(Data records begins)
//! Private reveal pass
//!
//! The device travels around the table once. For each player the sequencer
//! waits in `Handover` until that player confirms they hold the device, then
//! shows their card in `Revealed` until they acknowledge it. Acknowledging
//! re-arms `Handover` for the next player before anything else is visible.
//! There is no way back to an earlier card.

use super::{GameError, Player, Role};

/// Where the reveal pass currently stands
#[derive(Debug, Clone, Copy, PartialEq, Eq)]
pub enum RevealStep {
    /// Device is being passed to the player at `index`; nothing secret is shown
    Handover { index: usize },
    /// The player at `index` is looking at their card
    Revealed { index: usize },
    /// Every player has seen their card
    Complete,
}

impl RevealStep {
    fn describe(&self) -> &'static str {
        match self {
            RevealStep::Handover { .. } => "waiting for handover",
            RevealStep::Revealed { .. } => "showing a card",
            RevealStep::Complete => "the reveal pass is complete",
        }
    }
}

/// What the current player is allowed to see
#[derive(Debug, Clone, Copy, PartialEq, Eq)]
pub struct RevealCard<'a> {
    pub name: &'a str,
    pub role: Role,
    pub word: Option<&'a str>,
}

/// Walks the roster once in roster order
#[derive(Debug, Clone)]
pub struct RevealSequencer {
    roster: Vec<Player>,
    step: RevealStep,
    announcement: Option<String>,
}

impl RevealSequencer {
    pub fn new(roster: Vec<Player>) -> Self {
        let step = if roster.is_empty() {
            RevealStep::Complete
        } else {
            RevealStep::Handover { index: 0 }
        };
        Self {
            roster,
            step,
            announcement: None,
        }
    }

    /// Attach a notice shown on handover screens (e.g. after a replay).
    pub fn with_announcement(mut self, announcement: impl Into<String>) -> Self {
        self.announcement = Some(announcement.into());
        self
    }

    pub fn announcement(&self) -> Option<&str> {
        self.announcement.as_deref()
    }

    pub fn step(&self) -> RevealStep {
        self.step
    }

    pub fn is_complete(&self) -> bool {
        self.step == RevealStep::Complete
    }

    pub fn roster(&self) -> &[Player] {
        &self.roster
    }

    /// The player holding (or about to hold) the device
    pub fn current_player(&self) -> Option<&Player> {
        match self.step {
            RevealStep::Handover { index } | RevealStep::Revealed { index } => {
                self.roster.get(index)
            }
            RevealStep::Complete => None,
        }
    }

    /// 1-based position and roster size, e.g. `(2, 5)` for "player 2 of 5"
    pub fn progress(&self) -> Option<(usize, usize)> {
        match self.step {
            RevealStep::Handover { index } | RevealStep::Revealed { index } => {
                Some((index + 1, self.roster.len()))
            }
            RevealStep::Complete => None,
        }
    }

    /// The visible card. Only ever `Some` for the single revealed player.
    pub fn revealed_card(&self) -> Option<RevealCard<'_>> {
        match self.step {
            RevealStep::Revealed { index } => self.roster.get(index).map(|p| RevealCard {
                name: &p.name,
                role: p.role,
                word: p.word.as_deref(),
            }),
            _ => None,
        }
    }

    /// `Handover -> Revealed`: the current player confirms they hold the device.
    pub fn confirm_ready(&mut self) -> Result<RevealCard<'_>, GameError> {
        let index = match self.step {
            RevealStep::Handover { index } => index,
            other => return Err(GameError::invalid("reveal a card", other.describe())),
        };
        self.step = RevealStep::Revealed { index };
        tracing::debug!(position = index + 1, "card revealed");
        self.revealed_card()
            .ok_or(GameError::invalid("reveal a card", "the roster is empty"))
    }

    /// `Revealed -> Handover(next)` or `Complete` after the last player.
    pub fn acknowledge(&mut self) -> Result<RevealStep, GameError> {
        let index = match self.step {
            RevealStep::Revealed { index } => index,
            other => return Err(GameError::invalid("hide the card", other.describe())),
        };
        self.step = if index + 1 < self.roster.len() {
            RevealStep::Handover { index: index + 1 }
        } else {
            tracing::info!(players = self.roster.len(), "reveal pass complete");
            RevealStep::Complete
        };
        Ok(self.step)
    }

    /// Hand the roster on once every card has been seen.
    pub fn finish(self) -> Result<Vec<Player>, GameError> {
        if !self.is_complete() {
            return Err(GameError::invalid("start the round", self.step.describe()));
        }
        Ok(self.roster)
    }
}

#[cfg(test)]
mod tests {
    use super::*;
    use crate::game::roles::assign_with_rng;
    use crate::game::{RoleConfig, WordPair};
    use rand::rngs::StdRng;
    use rand::SeedableRng;

    fn roster(n: usize) -> Vec<Player> {
        let names: Vec<String> = (0..n).map(|i| format!("P{}", i)).collect();
        assign_with_rng(
            &names,
            &WordPair::new("Kopi", "Teh"),
            RoleConfig::default(),
            &mut StdRng::seed_from_u64(42),
        )
        .unwrap()
    }

    #[test]
    fn test_starts_in_handover_with_nothing_visible() {
        let seq = RevealSequencer::new(roster(4));
        assert_eq!(seq.step(), RevealStep::Handover { index: 0 });
        assert!(seq.revealed_card().is_none());
        assert_eq!(seq.progress(), Some((1, 4)));
        assert_eq!(seq.current_player().unwrap().name, "P0");
    }

    #[test]
    fn test_full_pass_in_roster_order() {
        let players = roster(5);
        let expected: Vec<String> = players.iter().map(|p| p.name.clone()).collect();
        let mut seq = RevealSequencer::new(players);
        let mut seen = Vec::new();

        while !seq.is_complete() {
            let card = seq.confirm_ready().unwrap();
            seen.push(card.name.to_string());
            seq.acknowledge().unwrap();
            assert!(seq.revealed_card().is_none());
        }

        assert_eq!(seen, expected);
        assert_eq!(seq.step(), RevealStep::Complete);
        assert_eq!(seq.finish().unwrap().len(), 5);
    }

    #[test]
    fn test_card_shows_own_role_and_word() {
        let players = roster(4);
        let first = players[0].clone();
        let mut seq = RevealSequencer::new(players);

        let card = seq.confirm_ready().unwrap();
        assert_eq!(card.name, first.name);
        assert_eq!(card.role, first.role);
        assert_eq!(card.word, first.word.as_deref());
    }

    #[test]
    fn test_cannot_reveal_twice() {
        let mut seq = RevealSequencer::new(roster(3));
        seq.confirm_ready().unwrap();
        assert!(matches!(
            seq.confirm_ready(),
            Err(GameError::InvalidTransition { .. })
        ));
        assert_eq!(seq.step(), RevealStep::Revealed { index: 0 });
    }

    #[test]
    fn test_cannot_acknowledge_during_handover() {
        let mut seq = RevealSequencer::new(roster(3));
        assert!(seq.acknowledge().is_err());
        assert_eq!(seq.step(), RevealStep::Handover { index: 0 });
    }

    #[test]
    fn test_cannot_advance_past_complete() {
        let mut seq = RevealSequencer::new(roster(3));
        for _ in 0..3 {
            seq.confirm_ready().unwrap();
            seq.acknowledge().unwrap();
        }
        assert!(seq.confirm_ready().is_err());
        assert!(seq.acknowledge().is_err());
        assert!(seq.current_player().is_none());
    }

    #[test]
    fn test_finish_before_complete_fails() {
        let seq = RevealSequencer::new(roster(3));
        assert!(matches!(
            seq.finish(),
            Err(GameError::InvalidTransition { .. })
        ));
    }

    #[test]
    fn test_announcement_is_carried() {
        let seq = RevealSequencer::new(roster(3)).with_announcement("New game");
        assert_eq!(seq.announcement(), Some("New game"));
    }
}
(Data records ends)
The data above should be reproduced in full and exactly.

**Result for this exercise:**
//! Private reveal pass
//!
//! The device travels around the table once. For each player the sequencer
//! waits in `Handover` until that player confirms they hold the device, then
//! shows their card in `Revealed` until they acknowledge it. Acknowledging
//! re-arms `Handover` for the next player before anything else is visible.
//! There is no way back to an earlier card.

use super::{GameError, Player, Role};

/// Where the reveal pass currently stands
#[derive(Debug, Clone, Copy, PartialEq, Eq)]
pub enum RevealStep {
    /// Device is being passed to the player at `index`; nothing secret is shown
    Handover { index: usize },
    /// The player at `index` is looking at their card
    Revealed { index: usize },
    /// Every player has seen their card
    Complete,
}

impl RevealStep {
    fn describe(&self) -> &'static str {
        match self {
            RevealStep::Handover { .. } => "waiting for handover",
            RevealStep::Revealed { .. } => "showing a card",
            RevealStep::Complete => "the reveal pass is complete",
        }
    }
}

/// What the current player is allowed to see
#[derive(Debug, Clone, Copy, PartialEq, Eq)]
pub struct RevealCard<'a> {
    pub name: &'a str,
    pub role: Role,
    pub word: Option<&'a str>,
}

/// Walks the roster once in roster order
#[derive(Debug, Clone)]
pub struct RevealSequencer {
    roster: Vec<Player>,
    step: RevealStep,
    announcement: Option<String>,
}

impl RevealSequencer {
    pub fn new(roster: Vec<Player>) -> Self {
        let step = if roster.is_empty() {
            RevealStep::Complete
        } else {
            RevealStep::Handover { index: 0 }
        };
        Self {
            roster,
            step,
            announcement: None,
        }
    }

    /// Attach a notice shown on handover screens (e.g. after a replay).
    pub fn with_announcement(mut self, announcement: impl Into<String>) -> Self {
        self.announcement = Some(announcement.into());
        self
    }

    pub fn announcement(&self) -> Option<&str> {
        self.announcement.as_deref()
    }

    pub fn step(&self) -> RevealStep {
        self.step
    }

    pub fn is_complete(&self) -> bool {
        self.step == RevealStep::Complete
    }

    pub fn roster(&self) -> &[Player] {
        &self.roster
    }

    /// The player holding (or about to hold) the device
    pub fn current_player(&self) -> Option<&Player> {
        match self.step {
            RevealStep::Handover { index } | RevealStep::Revealed { index } => {
                self.roster.get(index)
            }
            RevealStep::Complete => None,
        }
    }

    /// 1-based position and roster size, e.g. `(2, 5)` for "player 2 of 5"
    pub fn progress(&self) -> Option<(usize, usize)> {
        match self.step {
            RevealStep::Handover { index } | RevealStep::Revealed { index } => {
                Some((index + 1, self.roster.len()))
            }
            RevealStep::Complete => None,
        }
    }

    /// The visible card. Only ever `Some` for the single revealed player.
    pub fn revealed_card(&self) -> Option<RevealCard<'_>> {
        match self.step {
            RevealStep::Revealed { index } => self.roster.get(index).map(|p| RevealCard {
                name: &p.name,
                role: p.role,
                word: p.word.as_deref(),
            }),
            _ => None,
        }
    }

    /// `Handover -> Revealed`: the current player confirms they hold the device.
    pub fn confirm_ready(&mut self) -> Result<RevealCard<'_>, GameError> {
        let index = match self.step {
            RevealStep::Handover { index } => index,
            other => return Err(GameError::invalid("reveal a card", other.describe())),
        };
        self.step = RevealStep::Revealed { index };
        tracing::debug!(position = index + 1, "card revealed");
        self.revealed_card()
            .ok_or(GameError::invalid("reveal a card", "the roster is empty"))
    }

    /// `Revealed -> Handover(next)` or `Complete` after the last player.
    pub fn acknowledge(&mut self) -> Result<RevealStep, GameError> {
        let index = match self.step {
            RevealStep::Revealed { index } => index,
            other => return Err(GameError::invalid("hide the card", other.describe())),
        };
        self.step = if index + 1 < self.roster.len() {
            RevealStep::Handover { index: index + 1 }
        } else {
            tracing::info!(players = self.roster.len(), "reveal pass complete");
            RevealStep::Complete
        };
        Ok(self.step)
    }

    /// Hand the roster on once every card has been seen.
    pub fn finish(self) -> Result<Vec<Player>, GameError> {
        if !self.is_complete() {
            return Err(GameError::invalid("start the round", self.step.describe()));
        }
        Ok(self.roster)
    }
}

#[cfg(test)]
mod tests {
    use super::*;
    use crate::game::roles::assign_with_rng;
    use crate::game::{RoleConfig, WordPair};
    use rand::rngs::StdRng;
    use rand::SeedableRng;

    fn roster(n: usize) -> Vec<Player> {
        let names: Vec<String> = (0..n).map(|i| format!("P{}", i)).collect();
        assign_with_rng(
            &names,
            &WordPair::new("Kopi", "Teh"),
            RoleConfig::default(),
            &mut StdRng::seed_from_u64(42),
        )
        .unwrap()
    }

    #[test]
    fn test_starts_in_handover_with_nothing_visible() {
        let seq = RevealSequencer::new(roster(4));
        assert_eq!(seq.step(), RevealStep::Handover { index: 0 });
        assert!(seq.revealed_card().is_none());
        assert_eq!(seq.progress(), Some((1, 4)));
        assert_eq!(seq.current_player().unwrap().name, "P0");
    }

    #[test]
    fn test_full_pass_in_roster_order() {
        let players = roster(5);
        let expected: Vec<String> = players.iter().map(|p| p.name.clone()).collect();
        let mut seq = RevealSequencer::new(players);
        let mut seen = Vec::new();

        while !seq.is_complete() {
            let card = seq.confirm_ready().unwrap();
            seen.push(card.name.to_string());
            seq.acknowledge().unwrap();
            assert!(seq.revealed_card().is_none());
        }

        assert_eq!(seen, expected);
        assert_eq!(seq.step(), RevealStep::Complete);
        assert_eq!(seq.finish().unwrap().len(), 5);
    }

    #[test]
    fn test_card_shows_own_role_and_word() {
        let players = roster(4);
        let first = players[0].clone();
        let mut seq = RevealSequencer::new(players);

        let card = seq.confirm_ready().unwrap();
        assert_eq!(card.name, first.name);
        assert_eq!(card.role, first.role);
        assert_eq!(card.word, first.word.as_deref());
    }

    #[test]
    fn test_cannot_reveal_twice() {
        let mut seq = RevealSequencer::new(roster(3));
        seq.confirm_ready().unwrap();
        assert!(matches!(
            seq.confirm_ready(),
            Err(GameError::InvalidTransition { .. })
        ));
        assert_eq!(seq.step(), RevealStep::Revealed { index: 0 });
    }

    #[test]
    fn test_cannot_acknowledge_during_handover() {
        let mut seq = RevealSequencer::new(roster(3));
        assert!(seq.acknowledge().is_err());
        assert_eq!(seq.step(), RevealStep::Handover { index: 0 });
    }

    #[test]
    fn test_cannot_advance_past_complete() {
        let mut seq = RevealSequencer::new(roster(3));
        for _ in 0..3 {
            seq.confirm_ready().unwrap();
            seq.acknowledge().unwrap();
        }
        assert!(seq.confirm_ready().is_err());
        assert!(seq.acknowledge().is_err());
        assert!(seq.current_player().is_none());
    }

    #[test]
    fn test_finish_before_complete_fails() {
        let seq = RevealSequencer::new(roster(3));
        assert!(matches!(
            seq.finish(),
            Err(GameError::InvalidTransition { .. })
        ));
    }

    #[test]
    fn test_announcement_is_carried() {
        let seq = RevealSequencer::new(roster(3)).with_announcement("New game");
        assert_eq!(seq.announcement(), Some("New game"));
    }
}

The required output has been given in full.